Dividing the Netflix prize – and Bayesian philosophy

It’s been a dramatic month: A month ago, a coalition of some of the leading teams qualifies for the $1 million grand prize for improving the accuracy of the movie-recommending model by more than 10%. But, they would close the competition 30 days afterward, in case someone else is able to improve upon the result. This happened less than a day before the deadline, by The enormous Ensemble, composed of 23 previously separate teams and individuals. Of course, most of the progress towards the victory was through the models making use of new significant patterns in the data, such as that of time.

The development of an ensemble from many separate teams was another accomplishment, and the GPT’s inclusion rules provide some insight into the process: “shares” of the winnings were distributed based on how much was a contribution able to improve the result in terms of percentage points. Simon Owens describes what it was like to participate in The Ensemble.

Bayesian statistics always works with ensembles: the posterior is a weighted average of all models, the weight being based on the fit of each model times the prior quality of the model. There are some additional Bayesian elements that could be a part of future competitions, such as Bayesian scoring functions.

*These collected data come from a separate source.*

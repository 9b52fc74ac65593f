use crate::BoxError;
use std::fmt::{self, Debug, Display};

#[repr(transparent)]
/// A type-erased error type that can be used as a trait object.
///
/// Mostly produced by [`ErrorContext::context`](crate::ErrorContext::context),
/// it keeps the original error reachable through [`std::error::Error::source`]
/// and downcasting.
pub struct OpaqueError(BoxError);

impl OpaqueError {
    /// create an [`OpaqueError`] from an std error
    pub fn from_std(error: impl std::error::Error + Send + Sync + 'static) -> Self {
        Self(Box::new(error))
    }

    /// create an [`OpaqueError`] from a display object
    pub fn from_display(msg: impl Display + Debug + Send + Sync + 'static) -> Self {
        Self::from_std(MessageError(msg))
    }

    /// create an [`OpaqueError`] from a boxed error
    pub fn from_boxed(inner: BoxError) -> Self {
        Self(inner)
    }

    /// Returns true if the underlying error is of type `T`.
    pub fn is<T>(&self) -> bool
    where
        T: std::error::Error + 'static,
    {
        self.0.is::<T>()
    }

    /// Consumes the [`OpaqueError`] and returns it as a [`BoxError`].
    pub fn into_boxed(self) -> BoxError {
        self.0
    }

    /// Attempts to downcast the error to the concrete type `T`.
    pub fn downcast<T>(self) -> Result<T, Self>
    where
        T: std::error::Error + 'static,
    {
        match self.0.downcast::<T>() {
            Ok(error) => Ok(*error),
            Err(inner) => Err(Self(inner)),
        }
    }

    /// Attempts to downcast the error to a shared reference
    /// of the concrete type `T`.
    pub fn downcast_ref<T>(&self) -> Option<&T>
    where
        T: std::error::Error + 'static,
    {
        self.0.downcast_ref()
    }
}

impl Debug for OpaqueError {
    fn fmt(&self, f: &mut fmt::Formatter) -> fmt::Result {
        Debug::fmt(&self.0, f)
    }
}

impl Display for OpaqueError {
    fn fmt(&self, f: &mut fmt::Formatter) -> fmt::Result {
        Display::fmt(&self.0, f)
    }
}

impl std::error::Error for OpaqueError {
    fn source(&self) -> Option<&(dyn std::error::Error + 'static)> {
        self.0.source()
    }
}

#[repr(transparent)]
/// An error type that wraps a message.
pub(crate) struct MessageError<M>(pub(crate) M);

impl<M> Debug for MessageError<M>
where
    M: Display + Debug,
{
    fn fmt(&self, f: &mut fmt::Formatter) -> fmt::Result {
        Debug::fmt(&self.0, f)
    }
}

impl<M> Display for MessageError<M>
where
    M: Display + Debug,
{
    fn fmt(&self, f: &mut fmt::Formatter) -> fmt::Result {
        Display::fmt(&self.0, f)
    }
}

impl<M> std::error::Error for MessageError<M> where M: Display + Debug + 'static {}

In the past I was asked to contrast Occam’s razor with the Epicurean principle. Occam’s razor is the Bayesian prior, or the the yang principle: simpler models have greater a priori weight (because we tend to economize that what is useful). Occam’s razor goes back to Aristotle, who wrote “For the more limited, if adequate, is always preferable,” and “For if the consequences are the same, it is always better to assume the more limited antecedent” in his Physics. We mathematically express it as the prior.

Epicurean principle is the yin, or mathematically expressed as the integral over the model space. Ensembles go back to Epicurus’ letter to Herodotus: “When, therefore, we investigate the causes of […] phenomena, […] we must take into account the variety of ways in which analogous occurrences happen within our experience.” Thus, Bayesian statistics combines the yin and the yang, balancing the pursuit of simplicity with the limitations of uncertainty.

[7/31/09: Added a link to Simon Owens’ interview with The Ensemble.]